I can promise you one thing: when my brother and I, as children, careened around the Pipestone National Monument's Circle Trail (through prairie, over rocks, up cliffs, down ledges, through prairie), we were not thinking about prayer. And we certainly didn’t whisper. The sacredness of the place never crossed our minds. Our parents were from Pipestone, the small southwestern Minnesota town where the monument resides, and the park seemed as much our backyard playground as it had once been theirs. Besides, we were eight and five, and it was just cool to climb stuff.

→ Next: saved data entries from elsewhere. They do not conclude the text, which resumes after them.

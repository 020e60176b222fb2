//! Chrome DevTools Protocol (CDP) client.
//!
//! Connects to Chrome/Chromium started with remote debugging:
//!
//! ```bash
//! chrome --remote-debugging-port=9222
//! ```
//!
//! ```rust,ignore
//! let client = CdpClient::connect("http://localhost:9222").await?;
//! let session = client.attach_active_page().await?;
//! ```

mod client;
mod error;
mod protocol;
mod session;

pub use client::CdpClient;
pub use error::CdpError;
pub use protocol::{PageInfo, RemoteObject};
pub use session::PageSession;
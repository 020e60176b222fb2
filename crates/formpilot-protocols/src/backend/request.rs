//! Generation request types.

use tokio_util::sync::CancellationToken;

/// Request for one answer.
#[derive(Debug, Clone)]
pub struct GenerationRequest {
    /// Full prompt text.
    pub prompt: String,

    /// Resolved label of the field being answered.
    pub field_label: String,

    /// Fired when the user interrupts. Honored between streamed chunks and
    /// between decoded tokens.
    pub cancellation: CancellationToken,
}

impl GenerationRequest {
    pub fn new(prompt: impl Into<String>, field_label: impl Into<String>) -> Self {
        Self {
            prompt: prompt.into(),
            field_label: field_label.into(),
            cancellation: CancellationToken::new(),
        }
    }

    pub fn with_cancellation(mut self, token: CancellationToken) -> Self {
        self.cancellation = token;
        self
    }

    /// Whether the field label reads as a question.
    pub fn field_is_question(&self) -> bool {
        is_question(&self.field_label)
    }
}

/// A label is a question when it ends with `?` once trailing asterisks
/// (required-field markers) and whitespace are removed.
pub fn is_question(label: &str) -> bool {
    label
        .trim_end_matches(|c: char| c == '*' || c.is_whitespace())
        .ends_with('?')
}
//! Error types for the FormPilot protocol layer.

mod backend;
mod page;

pub use backend::*;
pub use page::*;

But when I was older—twelve, maybe—I was given my first pair of dangling, red pipestone earrings, carved into the shape of leaves, and later—at fifteen?—I received a small ceremonial pipe. There were conversations surrounding these gifts, explanations of how the pipestone was quarried from the earth, how it had been a part of Native American religious traditions for centuries, and how these were not earrings to be handled carelessly or a pipe to be used in jest.

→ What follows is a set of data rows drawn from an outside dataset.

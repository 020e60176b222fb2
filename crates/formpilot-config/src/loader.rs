//! Configuration loader.

use std::fs;
use std::path::{Path, PathBuf};

use regex::Regex;

use crate::error::ConfigError;
use crate::schema::Config;

/// Configuration loader with environment variable substitution.
pub struct ConfigLoader;

impl ConfigLoader {
    /// Default configuration path, `~/.formpilot/config.toml`.
    pub fn default_path() -> PathBuf {
        dirs::home_dir()
            .map(|h| h.join(".formpilot"))
            .unwrap_or_else(|| PathBuf::from(".formpilot"))
            .join("config.toml")
    }

    /// Load configuration from a TOML file.
    pub fn load(path: &Path) -> Result<Config, ConfigError> {
        if !path.exists() {
            return Err(ConfigError::NotFound(path.display().to_string()));
        }
        let content = fs::read_to_string(path)?;
        Self::load_str(&content)
    }

    /// Load configuration, falling back to defaults when the file is missing.
    pub fn load_or_default(path: &Path) -> Result<Config, ConfigError> {
        match Self::load(path) {
            Err(ConfigError::NotFound(_)) => Ok(Config::default()),
            other => other,
        }
    }

    /// Load configuration from a string.
    pub fn load_str(content: &str) -> Result<Config, ConfigError> {
        let expanded = Self::expand_env_vars(content)?;
        let config: Config = toml::from_str(&expanded)?;
        Ok(config)
    }

    /// Write configuration as TOML, creating parent directories.
    pub fn save(path: &Path, config: &Config) -> Result<(), ConfigError> {
        if let Some(parent) = path.parent() {
            if !parent.as_os_str().is_empty() {
                fs::create_dir_all(parent)?;
            }
        }
        let content = toml::to_string_pretty(config)?;
        fs::write(path, content)?;
        Ok(())
    }

    /// Expand environment variables in the format `${VAR}`.
    fn expand_env_vars(content: &str) -> Result<String, ConfigError> {
        let mut result = content.to_string();
        let re = Regex::new(r"\$\{([^}]+)\}")
            .map_err(|e| ConfigError::InvalidFormat(e.to_string()))?;

        for cap in re.captures_iter(content) {
            let var_name = &cap[1];
            let var_value = std::env::var(var_name)
                .map_err(|_| ConfigError::EnvVarNotSet(var_name.to_string()))?;
            result = result.replace(&cap[0], &var_value);
        }

        Ok(result)
    }

    /// Expand shell-style paths (e.g., `~/cv.txt`).
    pub fn expand_path(path: &str) -> String {
        shellexpand::tilde(path).to_string()
    }
}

"No matter what the tribes were warring over," my mother said, "they could come here and quarry and be promised peace. Many people believe that the smoke from these pipes carries prayers to the Great Spirit, to God."


I recently revisited the 260 acres of active quarries and native tallgrass prairie. It was a beautiful day—bright blue skies, large shifting clouds, a landscape alive with the movement of spring into summer. I walked past the ledges where my brother and I used to run. I stepped over small streams that we used to leap. I screamed over the wiggly tent caterpillars oh-so-temporarily trapped in their nests exactly as I would have done twenty years before.


The stream, so often a measly trickle in my memories, was pulsing with the presence of our recent long winter, and I walked carefully over pipestone-made bridges, tread slowly along the muddy banks, and had to turn around when one part of the path had been overrun by surging water.


Winnewissa Falls was as wild as I had ever seen it. I inched close enough so its cool spray coated my face, so there was nothing possibly to hear but the pounding the pounding the pounding the pounding.

There was a kind of sacredness in that: letting everything else be drowned out.

When I passed the Face in the Rock, a Dakota or Sioux brave watching Winnewissa, I recalled another story about how young Native American men would leap from one stone ledge to another. They did this to prove themselves, or because they were told to in a dream, or just for fun—I can't quite remember—but what’s important is something inside of them trusted that the air would carry their bodies, that when they set down their feet, they would meet with something solid, something as red and a part of them as any beating heart.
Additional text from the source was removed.